Novel KIF1A Variant in a Patient with Cerebellar Atrophy and Ataxia: A Case Report
Sema Akkus1, Ayuko Iverson2, Winona Tse1
1Department of Neurology, 2Department of Genetics, Icahn School of Medicine
Objective:
To report a novel KIF1A variant in a 57-year-old woman and explore its association with cerebellar atrophy and ataxia, highlighting the significance of evaluating variants outside the typical motor domain in diagnosing KIF1A-associated neurological disorders (KAND).
Background:
KIF1A mutations are linked to neurological disorders, including hereditary spastic paraplegia and cerebellar ataxia, with most pathogenic variants located in the motor domain.
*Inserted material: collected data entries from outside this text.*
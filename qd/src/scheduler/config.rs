//! Scheduler configuration

use serde::{Deserialize, Serialize};
use std::time::Duration;

use queuestore::DEFAULT_PRIORITY;

/// Scheduler configuration
#[derive(Debug, Clone, PartialEq, Serialize, Deserialize)]
#[serde(rename_all = "kebab-case")]
pub struct SchedulerConfig {
    /// Max tasks dispatched at once
    #[serde(default = "default_max_concurrency")]
    pub max_concurrency: usize,

    /// Failed attempts before a task is terminally Failed
    #[serde(default = "default_max_retries")]
    pub max_retries: u32,

    /// Fixed backoff before a failed task is re-enqueued
    #[serde(default = "default_retry_delay_ms")]
    pub retry_delay_ms: u64,

    /// Bounded wait on an empty queue before re-scanning the store
    #[serde(default = "default_poll_interval_ms")]
    pub poll_interval_ms: u64,

    /// Sleep while paused or at the concurrency limit
    #[serde(default = "default_idle_interval_ms")]
    pub idle_interval_ms: u64,

    /// Dispatch up to `batch_size` tasks at once when nothing is running
    #[serde(default)]
    pub batch_mode: bool,

    #[serde(default = "default_batch_size")]
    pub batch_size: usize,

    /// How long `stop()` waits for the loop to exit
    #[serde(default = "default_stop_timeout_ms")]
    pub stop_timeout_ms: u64,

    /// Max Pending rows loaded from the store at start or rescan
    #[serde(default = "default_load_limit")]
    pub load_limit: usize,

    /// Priority for tasks added without one
    #[serde(default = "default_priority")]
    pub default_priority: i32,
}

fn default_max_concurrency() -> usize {
    4
}

fn default_max_retries() -> u32 {
    3
}

fn default_retry_delay_ms() -> u64 {
    5000
}

fn default_poll_interval_ms() -> u64 {
    1000
}

fn default_idle_interval_ms() -> u64 {
    100
}

fn default_batch_size() -> usize {
    10
}

fn default_stop_timeout_ms() -> u64 {
    5000
}

fn default_load_limit() -> usize {
    10_000
}

fn default_priority() -> i32 {
    DEFAULT_PRIORITY
}

impl Default for SchedulerConfig {
    fn default() -> Self {
        Self {
            max_concurrency: default_max_concurrency(),
            max_retries: default_max_retries(),
            retry_delay_ms: default_retry_delay_ms(),
            poll_interval_ms: default_poll_interval_ms(),
            idle_interval_ms: default_idle_interval_ms(),
            batch_mode: false,
            batch_size: default_batch_size(),
            stop_timeout_ms: default_stop_timeout_ms(),
            load_limit: default_load_limit(),
            default_priority: default_priority(),
        }
    }
}

impl SchedulerConfig {
    pub fn retry_delay(&self) -> Duration {
        Duration::from_millis(self.retry_delay_ms)
    }

    pub fn poll_interval(&self) -> Duration {
        Duration::from_millis(self.poll_interval_ms)
    }

    pub fn idle_interval(&self) -> Duration {
        Duration::from_millis(self.idle_interval_ms)
    }

    pub fn stop_timeout(&self) -> Duration {
        Duration::from_millis(self.stop_timeout_ms)
    }
}
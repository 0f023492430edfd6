//! Store error types

use thiserror::Error;

/// Errors from store operations
#[derive(Debug, Error)]
pub enum StoreError {
    #[error("SQLite error: {0}")]
    Sqlite(#[from] rusqlite::Error),

    #[error("IO error: {0}")]
    Io(#[from] std::io::Error),

    #[error("Serialization error: {0}")]
    Serialization(#[from] serde_json::Error),

    #[error("Record not found: {0}")]
    NotFound(String),

    #[error("Invalid value in column {column}: {value}")]
    InvalidValue { column: &'static str, value: String },

    #[error("Schema version {found} is newer than supported version {supported}")]
    SchemaTooNew { found: i64, supported: i64 },

    #[error("Store lock poisoned")]
    Lock,
}

/// Result alias for store operations
pub type StoreResult<T> = Result<T, StoreError>;
//! Bulk aggregator - keeps bulk operations in sync with scheduler events
//!
//! Member transitions arrive only through the event-bus subscription made in
//! [`BulkAggregator::new`]. Group-level controls (pause, cancel, retry) call
//! into the scheduler after the aggregator lock is released, because the
//! scheduler publishes synchronously and those events come straight back here.

use std::collections::HashMap;
use std::sync::{Arc, Mutex, MutexGuard, OnceLock, PoisonError};

use queuestore::{BlobStore, Params, TaskId, TaskStatus, now_ms};
use tracing::{debug, info, warn};

use super::config::BulkConfig;
use super::persistence::BulkPersistence;
use super::types::{BulkItem, BulkMember, BulkOperation, BulkOperationType, BulkStatus};
use crate::events::{Event, EventBus, SubscriptionId};
use crate::scheduler::{NewTask, TaskScheduler};

#[derive(Default)]
struct BulkState {
    bulks: HashMap<String, BulkOperation>,
    /// task id -> bulk id
    task_index: HashMap<TaskId, String>,
}

/// Groups tasks into bulk operations and tracks their aggregate progress
pub struct BulkAggregator {
    scheduler: Arc<TaskScheduler>,
    events: Arc<EventBus>,
    persistence: Option<BulkPersistence>,
    config: BulkConfig,
    state: Mutex<BulkState>,
    subscription: OnceLock<SubscriptionId>,
}

fn progress_event(bulk: &BulkOperation) -> Event {
    Event::BulkTaskProgress {
        bulk_id: bulk.id.clone(),
        total: bulk.counters.total,
        completed: bulk.counters.completed,
        failed: bulk.counters.failed,
        progress: bulk.progress(),
        estimated_time_remaining_ms: bulk.estimated_time_remaining_ms,
    }
}

/// Lifecycle order of a member status; a retry moves a task back to 0
fn lifecycle_rank(status: TaskStatus) -> u8 {
    match status {
        TaskStatus::Pending => 0,
        TaskStatus::InProgress => 1,
        TaskStatus::Completed | TaskStatus::Failed => 2,
    }
}

fn status_event(bulk: &BulkOperation, old: BulkStatus) -> Option<Event> {
    (old != bulk.status).then(|| Event::BulkTaskUpdated {
        bulk_id: bulk.id.clone(),
        old_status: old.to_string(),
        status: bulk.status.to_string(),
    })
}
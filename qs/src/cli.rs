//! CLI argument parsing for queuestore

use clap::{Parser, Subcommand};
use std::path::PathBuf;

use crate::task::TaskStatus;

#[derive(Parser, Debug)]
#[command(name = "qs")]
#[command(author, version, about = "Inspect and repair a queuedaemon task database", long_about = None)]
pub struct Cli {
    /// Path to the SQLite database
    #[arg(short, long, env = "QS_DB", default_value = "queue.db")]
    pub db: PathBuf,

    #[command(subcommand)]
    pub command: Command,
}

#[derive(Subcommand, Debug)]
pub enum Command {
    /// List task rows
    List {
        /// Only rows with this status
        #[arg(short, long)]
        status: Option<TaskStatus>,

        /// Only rows for this operation
        #[arg(short, long)]
        operation: Option<String>,

        /// Maximum rows to print
        #[arg(short, long, default_value = "50")]
        limit: usize,
    },

    /// Show one task row in full
    Show {
        #[arg(required = true)]
        id: String,
    },

    /// Row counts per status
    Stats,

    /// Put a failed row back to pending with its retry count reset
    Requeue {
        #[arg(required = true)]
        id: String,
    },
}

#[cfg(test)]
mod tests {
    use super::*;

    #[test]
    fn test_parse_list_with_status() {
        let cli = Cli::try_parse_from(["qs", "--db", "/tmp/q.db", "list", "--status", "failed"]).unwrap();
        assert_eq!(cli.db, PathBuf::from("/tmp/q.db"));
        match cli.command {
            Command::List { status, limit, .. } => {
                assert_eq!(status, Some(TaskStatus::Failed));
                assert_eq!(limit, 50);
            }
            other => panic!("unexpected command: {:?}", other),
        }
    }

    #[test]
    fn test_parse_rejects_bad_status() {
        assert!(Cli::try_parse_from(["qs", "list", "--status", "exploded"]).is_err());
    }

    #[test]
    fn test_parse_requeue() {
        let cli = Cli::try_parse_from(["qs", "requeue", "abc"]).unwrap();
        assert!(matches!(cli.command, Command::Requeue { id } if id == "abc"));
    }
}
This report examines a variant outside this region to expand understanding of KIF1A-related conditions.
Design/Methods:
We present a case of a 57-year-old woman with a history of dysarthria, gait imbalance, and cerebellar atrophy. Genetic testing using next-generation sequencing (NGS) identified a novel KIF1A variant, c.1788_1790delinsACG (p.His596_Pro597delinsGlnArg), which was not found in major population databases. We also reviewed the patient’s family history and performed segregation analysis to explore the inheritance of this variant, as similar symptoms were observed in her mother and maternal brother.
Results:
The KIF1A variant, located outside the motor domain, was classified as a variant of uncertain significance (VUS). It was absent from large population databases, and in silico analyses suggested a potentially detrimental effect on the protein. The presence of the same variant in the patient’s mother and maternal brother, who exhibit similar clinical features, suggests a possible familial association. The patient’s clinical presentation, including dysarthria, ataxia, and cerebellar atrophy, aligns with KIF1A-related disorders but occurred later in life compared to typical cases.
Conclusions:
This case introduces a novel KIF1A variant outside the motor domain and highlights the importance of considering less common variants when diagnosing KIF1A-associated neurological disorders. The familial pattern observed underscores the value of family history in genetic diagnosis. Comprehensive genetic testing and family screening are crucial for understanding the full spectrum of KIF1A-related conditions. Further studies are needed to understand the variant's impact on KIF1A function and its clinical significance.